Whichever lines of the material contain "except", copy each of them.

===== Data in this exercise =====

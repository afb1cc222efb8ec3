//! In-memory [Store]
//!
//! Used when no database is configured and by the test suites. A single
//! write lock per mutation gives the same atomicity the PostgreSQL store
//! gets from its transactions.

use std::{cmp::Reverse, collections::HashMap};

use async_trait::async_trait;
use color_eyre::Report;
use time::OffsetDateTime;
use tokio::sync::RwLock;
use uuid::Uuid;

use super::{
    CreateError, Invite, InviteError, NewInvite, NewUser, Paging, Post, Store, UpdateError,
    User, UserChanges, UserList, WeeklyPosts,
};
use crate::types::EMail;

/// Same comparison as the `lower(username)` index
fn same_username(a: &str, b: &str) -> bool {
    a.to_lowercase() == b.to_lowercase()
}

#[derive(Debug, Default)]
struct Tables {
    users: Vec<User>,
    password_hashes: HashMap<Uuid, String>,
    invites: Vec<Invite>,
    posts: Vec<Post>,
}

impl Tables {
    fn username_taken(&self, username: &str, except: Option<Uuid>) -> bool {
        self.users
            .iter()
            .any(|u| Some(u.id) != except && same_username(&u.username, username))
    }

    fn email_taken(&self, email: &str, except: Option<Uuid>) -> bool {
        self.users
            .iter()
            .any(|u| Some(u.id) != except && u.email.as_deref() == Some(email))
    }

    fn user_mut(&mut self, id: Uuid) -> Option<&mut User> {
        self.users.iter_mut().find(|u| u.id == id)
    }
}

/// Non persistent storage, everything is lost on restart
#[derive(Debug, Default)]
pub struct MemoryStore {
    tables: RwLock<Tables>,
}

impl MemoryStore {
    #[allow(missing_docs)]
    pub fn new() -> Self {
        Self::default()
    }

    /// Posts are written by the discussion side of the forum, this is how
    /// they get here without it
    pub async fn add_post(&self, post: Post) {
        let mut tables = self.tables.write().await;
        if let Some(user) = tables.user_mut(post.user_id) {
            user.posts_count += 1;
        }
        tables.posts.push(post);
    }
}

/// `Some("")` clears, `Some(value)` sets, `None` keeps
fn apply_text(column: &mut Option<String>, change: Option<String>) {
    if let Some(value) = change {
        *column = (!value.is_empty()).then_some(value);
    }
}

fn by_username(mut users: Vec<User>) -> Vec<User> {
    users.sort_by_key(|u| u.username.to_lowercase());
    users
}

#[async_trait]
impl Store for MemoryStore {
    async fn count_users(&self) -> Result<i64, Report> {
        Ok(i64::try_from(self.tables.read().await.users.len())?)
    }

    async fn find_user(&self, id: Uuid) -> Result<Option<User>, Report> {
        Ok(self
            .tables
            .read()
            .await
            .users
            .iter()
            .find(|u| u.id == id)
            .cloned())
    }

    async fn find_user_by_username(&self, username: &str) -> Result<Option<User>, Report> {
        Ok(self
            .tables
            .read()
            .await
            .users
            .iter()
            .find(|u| same_username(&u.username, username))
            .cloned())
    }

    async fn find_user_by_email(&self, email: &EMail) -> Result<Option<User>, Report> {
        Ok(self
            .tables
            .read()
            .await
            .users
            .iter()
            .find(|u| u.email.as_deref() == Some(&**email))
            .cloned())
    }

    async fn password_hash(&self, id: Uuid) -> Result<Option<String>, Report> {
        Ok(self.tables.read().await.password_hashes.get(&id).cloned())
    }

    async fn list_users(&self, list: UserList) -> Result<Vec<User>, Report> {
        let now = OffsetDateTime::now_utc();
        let users = self.tables.read().await.users.clone();
        let filtered = |keep: fn(&User, OffsetDateTime) -> bool| {
            users
                .iter()
                .filter(|u| keep(u, now))
                .cloned()
                .collect::<Vec<_>>()
        };

        let mut result = match list {
            UserList::Active => {
                by_username(filtered(|u, now| u.activated && !u.is_banned(now)))
            }
            UserList::Banned => by_username(filtered(|u, now| u.is_banned(now))),
            UserList::Online => by_username(filtered(|u, now| u.is_online(now))),
            UserList::Admins => by_username(filtered(|u, _| u.is_user_admin())),
            UserList::XboxLive => by_username(filtered(|u, _| u.gamertag.is_some())),
            UserList::Social => by_username(filtered(|u, _| u.twitter.is_some())),
            UserList::Trusted => by_username(filtered(|u, _| u.is_trusted())),
            UserList::RecentlyJoined => {
                let mut users = filtered(|u, _| u.activated);
                users.sort_by_key(|u| Reverse(u.created_at));
                users
            }
            UserList::TopPosters => {
                let mut users = filtered(|u, _| u.activated);
                users.sort_by_key(|u| Reverse(u.posts_count));
                users
            }
        };
        if let Some(limit) = list.limit() {
            result.truncate(limit);
        }

        Ok(result)
    }

    async fn create_user(&self, new_user: NewUser) -> Result<Result<User, CreateError>, Report> {
        let mut tables = self.tables.write().await;

        if new_user.admin_signup && !tables.users.is_empty() {
            return Ok(Err(CreateError::NotFirstUser));
        }
        if tables.username_taken(&new_user.username, None) {
            return Ok(Err(CreateError::UsernameTaken));
        }
        if let Some(email) = &new_user.email {
            if tables.email_taken(email, None) {
                return Ok(Err(CreateError::EmailTaken));
            }
        }

        let user = User {
            id: Uuid::new_v4(),
            username: new_user.username.into(),
            realname: new_user.realname,
            email: new_user.email.map(Into::into),
            admin: new_user.admin_signup,
            user_admin: false,
            trusted: false,
            activated: new_user.activated,
            banned: false,
            banned_until: None,
            openid_url: None,
            available_invites: 0,
            inviter_id: new_user.inviter_id,
            location: new_user.location,
            description: new_user.description,
            website: new_user.website,
            gamertag: new_user.gamertag,
            twitter: new_user.twitter,
            posts_count: 0,
            last_active: None,
            created_at: OffsetDateTime::now_utc(),
        };
        tables
            .password_hashes
            .insert(user.id, new_user.password_hash);
        tables.users.push(user.clone());

        Ok(Ok(user))
    }

    async fn update_user(
        &self,
        id: Uuid,
        changes: UserChanges,
    ) -> Result<Result<User, UpdateError>, Report> {
        let mut tables = self.tables.write().await;

        if !tables.users.iter().any(|u| u.id == id) {
            return Ok(Err(UpdateError::NotFound));
        }
        if let Some(username) = &changes.username {
            if tables.username_taken(username, Some(id)) {
                return Ok(Err(UpdateError::UsernameTaken));
            }
        }
        if let Some(email) = changes.email.as_deref().filter(|e| !e.is_empty()) {
            if tables.email_taken(email, Some(id)) {
                return Ok(Err(UpdateError::EmailTaken));
            }
        }
        if let Some(hash) = changes.password_hash {
            tables.password_hashes.insert(id, hash);
        }

        let Some(user) = tables.user_mut(id) else {
            return Ok(Err(UpdateError::NotFound));
        };

        if let Some(username) = changes.username {
            user.username = username.into();
        }
        apply_text(&mut user.realname, changes.realname);
        apply_text(&mut user.email, changes.email);
        apply_text(&mut user.location, changes.location);
        apply_text(&mut user.description, changes.description);
        apply_text(&mut user.website, changes.website);
        apply_text(&mut user.gamertag, changes.gamertag);
        apply_text(&mut user.twitter, changes.twitter);
        user.admin = changes.admin.unwrap_or(user.admin);
        user.user_admin = changes.user_admin.unwrap_or(user.user_admin);
        user.trusted = changes.trusted.unwrap_or(user.trusted);
        user.activated = changes.activated.unwrap_or(user.activated);
        user.banned = changes.banned.unwrap_or(user.banned);
        if let Some(banned_until) = changes.banned_until {
            user.banned_until = banned_until;
        }
        user.available_invites = changes
            .available_invites
            .unwrap_or(user.available_invites);

        Ok(Ok(user.clone()))
    }

    async fn set_openid_url(&self, id: Uuid, openid_url: &str) -> Result<bool, Report> {
        let mut tables = self.tables.write().await;
        Ok(tables
            .user_mut(id)
            .map(|user| user.openid_url = Some(openid_url.to_owned()))
            .is_some())
    }

    async fn touch_user(&self, id: Uuid, at: OffsetDateTime) -> Result<(), Report> {
        if let Some(user) = self.tables.write().await.user_mut(id) {
            user.last_active = Some(at);
        }
        Ok(())
    }

    async fn grant_invite(&self, id: Uuid) -> Result<Option<User>, Report> {
        let mut tables = self.tables.write().await;
        Ok(tables.user_mut(id).map(|user| {
            user.available_invites += 1;
            user.clone()
        }))
    }

    async fn revoke_invites(&self, id: Uuid) -> Result<Option<User>, Report> {
        let mut tables = self.tables.write().await;
        Ok(tables.user_mut(id).map(|user| {
            user.available_invites = 0;
            user.clone()
        }))
    }

    async fn find_invite(&self, token: &str) -> Result<Option<Invite>, Report> {
        Ok(self
            .tables
            .read()
            .await
            .invites
            .iter()
            .find(|i| i.token == token)
            .cloned())
    }

    async fn create_invite(
        &self,
        new_invite: NewInvite,
    ) -> Result<Result<Invite, InviteError>, Report> {
        let mut tables = self.tables.write().await;

        if tables.email_taken(&new_invite.email, None) {
            return Ok(Err(InviteError::AlreadyRegistered));
        }
        let Some(inviter) = tables.user_mut(new_invite.inviter) else {
            return Ok(Err(InviteError::NoInvitesLeft));
        };
        if !new_invite.unlimited {
            if inviter.available_invites <= 0 {
                return Ok(Err(InviteError::NoInvitesLeft));
            }
            inviter.available_invites -= 1;
        }

        tables.invites.retain(|i| i.email != *new_invite.email);
        let invite = Invite {
            id: Uuid::new_v4(),
            token: new_invite.token,
            user_id: new_invite.inviter,
            email: new_invite.email.into(),
            message: new_invite.message,
            expires_at: new_invite.expires_at,
            created_at: OffsetDateTime::now_utc(),
        };
        tables.invites.push(invite.clone());

        Ok(Ok(invite))
    }

    async fn delete_invite(&self, id: Uuid) -> Result<(), Report> {
        self.tables.write().await.invites.retain(|i| i.id != id);
        Ok(())
    }

    async fn posts_by_user(
        &self,
        user_id: Uuid,
        paging: Paging,
        include_trusted: bool,
    ) -> Result<Vec<Post>, Report> {
        let mut posts: Vec<Post> = self
            .tables
            .read()
            .await
            .posts
            .iter()
            .filter(|p| p.user_id == user_id && (include_trusted || !p.trusted))
            .cloned()
            .collect();
        posts.sort_by_key(|p| Reverse(p.created_at));

        Ok(posts
            .into_iter()
            .skip(usize::try_from(paging.offset())?)
            .take(usize::try_from(paging.per_page)?)
            .collect())
    }

    async fn posts_per_week(&self, user_id: Uuid) -> Result<Vec<WeeklyPosts>, Report> {
        let mut weeks: Vec<WeeklyPosts> = Vec::new();
        let mut keys: Vec<(i32, i32)> = self
            .tables
            .read()
            .await
            .posts
            .iter()
            .filter(|p| p.user_id == user_id)
            .map(|p| {
                let (year, week, _) = p.created_at.to_iso_week_date();
                (year, i32::from(week))
            })
            .collect();
        keys.sort_unstable();

        for (year, week) in keys {
            match weeks.last_mut() {
                Some(last) if last.year == year && last.week == week => last.post_count += 1,
                _ => weeks.push(WeeklyPosts {
                    year,
                    week,
                    post_count: 1,
                }),
            }
        }

        Ok(weeks)
    }
}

=====

## [Solution]
    fn username_taken(&self, username: &str, except: Option<Uuid>) -> bool {
            .any(|u| Some(u.id) != except && same_username(&u.username, username))
    fn email_taken(&self, email: &str, except: Option<Uuid>) -> bool {
            .any(|u| Some(u.id) != except && u.email.as_deref() == Some(email))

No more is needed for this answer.